== EXERCISE AIM ==
Go through each line of the records below and count those with the word "Gone"; give only the total.

== Stored data entries ==
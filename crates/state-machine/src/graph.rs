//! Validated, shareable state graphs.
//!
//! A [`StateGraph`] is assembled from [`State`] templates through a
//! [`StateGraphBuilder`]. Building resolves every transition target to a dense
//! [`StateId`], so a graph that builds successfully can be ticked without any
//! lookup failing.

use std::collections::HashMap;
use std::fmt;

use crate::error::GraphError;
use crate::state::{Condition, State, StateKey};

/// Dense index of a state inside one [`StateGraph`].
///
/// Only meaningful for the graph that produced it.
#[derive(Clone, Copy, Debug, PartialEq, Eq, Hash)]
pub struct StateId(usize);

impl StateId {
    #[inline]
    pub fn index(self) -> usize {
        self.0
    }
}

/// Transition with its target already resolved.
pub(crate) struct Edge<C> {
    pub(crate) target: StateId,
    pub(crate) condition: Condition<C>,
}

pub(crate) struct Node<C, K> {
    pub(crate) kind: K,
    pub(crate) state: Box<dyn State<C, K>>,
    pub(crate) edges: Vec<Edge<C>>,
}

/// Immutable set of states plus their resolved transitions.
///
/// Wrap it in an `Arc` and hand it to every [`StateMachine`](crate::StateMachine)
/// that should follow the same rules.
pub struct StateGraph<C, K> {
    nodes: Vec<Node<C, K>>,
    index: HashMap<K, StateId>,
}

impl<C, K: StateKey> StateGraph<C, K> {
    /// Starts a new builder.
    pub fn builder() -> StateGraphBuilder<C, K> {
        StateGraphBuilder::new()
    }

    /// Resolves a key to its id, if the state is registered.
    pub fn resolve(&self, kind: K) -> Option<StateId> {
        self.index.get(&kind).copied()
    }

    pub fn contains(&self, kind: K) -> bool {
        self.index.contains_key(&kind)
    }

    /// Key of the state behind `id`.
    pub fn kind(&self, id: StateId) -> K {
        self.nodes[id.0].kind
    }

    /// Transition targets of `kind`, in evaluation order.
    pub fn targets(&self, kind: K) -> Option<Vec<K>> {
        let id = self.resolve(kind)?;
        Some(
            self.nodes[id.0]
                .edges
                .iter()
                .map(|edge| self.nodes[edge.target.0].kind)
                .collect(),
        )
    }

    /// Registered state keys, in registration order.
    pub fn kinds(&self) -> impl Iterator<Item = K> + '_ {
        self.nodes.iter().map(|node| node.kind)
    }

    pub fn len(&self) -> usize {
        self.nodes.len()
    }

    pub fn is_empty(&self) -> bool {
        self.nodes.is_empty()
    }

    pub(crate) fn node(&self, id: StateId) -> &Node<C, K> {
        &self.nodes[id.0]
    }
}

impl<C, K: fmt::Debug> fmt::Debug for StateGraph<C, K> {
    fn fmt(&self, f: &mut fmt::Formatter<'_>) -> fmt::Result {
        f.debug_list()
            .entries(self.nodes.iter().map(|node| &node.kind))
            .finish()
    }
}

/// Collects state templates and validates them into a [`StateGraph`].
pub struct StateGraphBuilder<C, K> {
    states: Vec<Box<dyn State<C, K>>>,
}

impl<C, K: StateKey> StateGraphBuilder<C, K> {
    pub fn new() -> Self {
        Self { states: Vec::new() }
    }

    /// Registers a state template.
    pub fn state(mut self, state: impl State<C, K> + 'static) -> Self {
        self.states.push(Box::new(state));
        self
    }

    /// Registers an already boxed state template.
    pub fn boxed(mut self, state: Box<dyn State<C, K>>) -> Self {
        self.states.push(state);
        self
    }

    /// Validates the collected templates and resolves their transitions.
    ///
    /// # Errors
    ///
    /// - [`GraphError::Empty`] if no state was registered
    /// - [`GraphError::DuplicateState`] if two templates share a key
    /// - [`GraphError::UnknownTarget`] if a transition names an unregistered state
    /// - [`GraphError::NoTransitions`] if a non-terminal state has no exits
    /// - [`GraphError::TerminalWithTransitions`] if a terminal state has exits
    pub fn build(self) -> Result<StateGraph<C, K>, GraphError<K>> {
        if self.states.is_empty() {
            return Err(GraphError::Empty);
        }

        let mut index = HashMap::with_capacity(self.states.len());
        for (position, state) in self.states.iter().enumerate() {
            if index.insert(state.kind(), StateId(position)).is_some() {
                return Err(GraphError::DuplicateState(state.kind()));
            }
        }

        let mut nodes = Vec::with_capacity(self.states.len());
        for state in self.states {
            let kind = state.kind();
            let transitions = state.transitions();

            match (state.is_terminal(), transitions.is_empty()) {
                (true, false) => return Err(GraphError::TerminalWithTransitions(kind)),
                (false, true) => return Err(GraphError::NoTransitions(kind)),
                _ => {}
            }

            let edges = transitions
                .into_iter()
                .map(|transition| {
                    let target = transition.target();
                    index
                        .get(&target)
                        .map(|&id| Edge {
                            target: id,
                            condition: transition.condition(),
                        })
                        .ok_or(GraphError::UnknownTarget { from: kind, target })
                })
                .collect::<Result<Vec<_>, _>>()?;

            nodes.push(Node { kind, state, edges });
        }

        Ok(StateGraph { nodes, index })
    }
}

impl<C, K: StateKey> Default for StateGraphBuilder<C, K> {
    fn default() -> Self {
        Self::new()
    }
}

---

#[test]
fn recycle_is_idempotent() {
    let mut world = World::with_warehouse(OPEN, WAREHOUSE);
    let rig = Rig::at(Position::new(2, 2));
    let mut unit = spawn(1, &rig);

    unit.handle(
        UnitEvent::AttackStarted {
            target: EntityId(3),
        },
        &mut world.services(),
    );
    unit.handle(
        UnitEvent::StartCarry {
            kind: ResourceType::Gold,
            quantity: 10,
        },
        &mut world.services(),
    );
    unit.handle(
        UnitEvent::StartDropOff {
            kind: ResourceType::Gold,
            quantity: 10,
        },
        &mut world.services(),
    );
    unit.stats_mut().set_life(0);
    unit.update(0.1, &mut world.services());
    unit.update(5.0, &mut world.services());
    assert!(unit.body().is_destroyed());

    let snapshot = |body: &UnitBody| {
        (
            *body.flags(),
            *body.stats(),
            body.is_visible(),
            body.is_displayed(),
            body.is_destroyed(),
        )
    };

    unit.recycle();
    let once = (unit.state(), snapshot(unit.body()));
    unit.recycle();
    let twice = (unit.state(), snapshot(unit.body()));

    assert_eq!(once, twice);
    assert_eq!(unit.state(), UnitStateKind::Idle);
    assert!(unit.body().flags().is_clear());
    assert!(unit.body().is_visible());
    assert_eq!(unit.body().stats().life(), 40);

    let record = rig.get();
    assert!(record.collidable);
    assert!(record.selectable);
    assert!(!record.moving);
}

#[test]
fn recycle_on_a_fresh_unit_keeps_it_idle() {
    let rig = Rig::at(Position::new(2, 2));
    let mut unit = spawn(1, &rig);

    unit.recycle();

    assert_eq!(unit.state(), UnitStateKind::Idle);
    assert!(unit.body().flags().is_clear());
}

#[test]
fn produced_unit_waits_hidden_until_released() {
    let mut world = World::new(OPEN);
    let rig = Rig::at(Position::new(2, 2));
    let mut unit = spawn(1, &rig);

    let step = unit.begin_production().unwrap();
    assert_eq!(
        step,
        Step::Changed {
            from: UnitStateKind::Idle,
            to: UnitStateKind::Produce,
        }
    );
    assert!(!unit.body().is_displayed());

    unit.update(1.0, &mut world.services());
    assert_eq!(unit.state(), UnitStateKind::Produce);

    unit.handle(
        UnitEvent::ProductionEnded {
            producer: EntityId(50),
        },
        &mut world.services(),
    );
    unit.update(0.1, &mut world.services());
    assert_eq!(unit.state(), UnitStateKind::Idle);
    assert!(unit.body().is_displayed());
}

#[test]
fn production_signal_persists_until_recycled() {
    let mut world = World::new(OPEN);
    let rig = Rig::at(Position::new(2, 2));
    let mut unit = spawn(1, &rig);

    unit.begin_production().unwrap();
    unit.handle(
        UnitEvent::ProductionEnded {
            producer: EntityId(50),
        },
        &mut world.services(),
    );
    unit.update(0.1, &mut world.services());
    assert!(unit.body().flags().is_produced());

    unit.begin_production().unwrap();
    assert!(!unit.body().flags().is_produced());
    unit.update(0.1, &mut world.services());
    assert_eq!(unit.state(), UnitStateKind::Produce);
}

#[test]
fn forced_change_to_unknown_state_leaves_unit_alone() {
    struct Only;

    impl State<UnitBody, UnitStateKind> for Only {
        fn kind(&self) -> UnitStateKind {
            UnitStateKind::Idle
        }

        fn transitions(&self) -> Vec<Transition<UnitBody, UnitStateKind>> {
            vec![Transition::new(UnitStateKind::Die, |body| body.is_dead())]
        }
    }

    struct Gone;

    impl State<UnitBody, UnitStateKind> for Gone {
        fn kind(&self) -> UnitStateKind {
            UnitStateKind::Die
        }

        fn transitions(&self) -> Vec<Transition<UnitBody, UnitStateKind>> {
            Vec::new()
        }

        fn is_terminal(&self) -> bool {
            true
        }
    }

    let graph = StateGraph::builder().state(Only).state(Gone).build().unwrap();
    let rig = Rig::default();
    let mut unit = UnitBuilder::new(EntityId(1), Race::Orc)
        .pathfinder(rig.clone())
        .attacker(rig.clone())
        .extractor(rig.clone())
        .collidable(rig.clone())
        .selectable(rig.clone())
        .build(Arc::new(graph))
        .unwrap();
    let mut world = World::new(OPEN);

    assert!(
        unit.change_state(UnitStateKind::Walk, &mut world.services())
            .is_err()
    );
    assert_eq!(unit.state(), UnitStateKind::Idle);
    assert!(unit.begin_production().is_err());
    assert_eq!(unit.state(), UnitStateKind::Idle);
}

== OUTPUT OF THE EXERCISE ==
3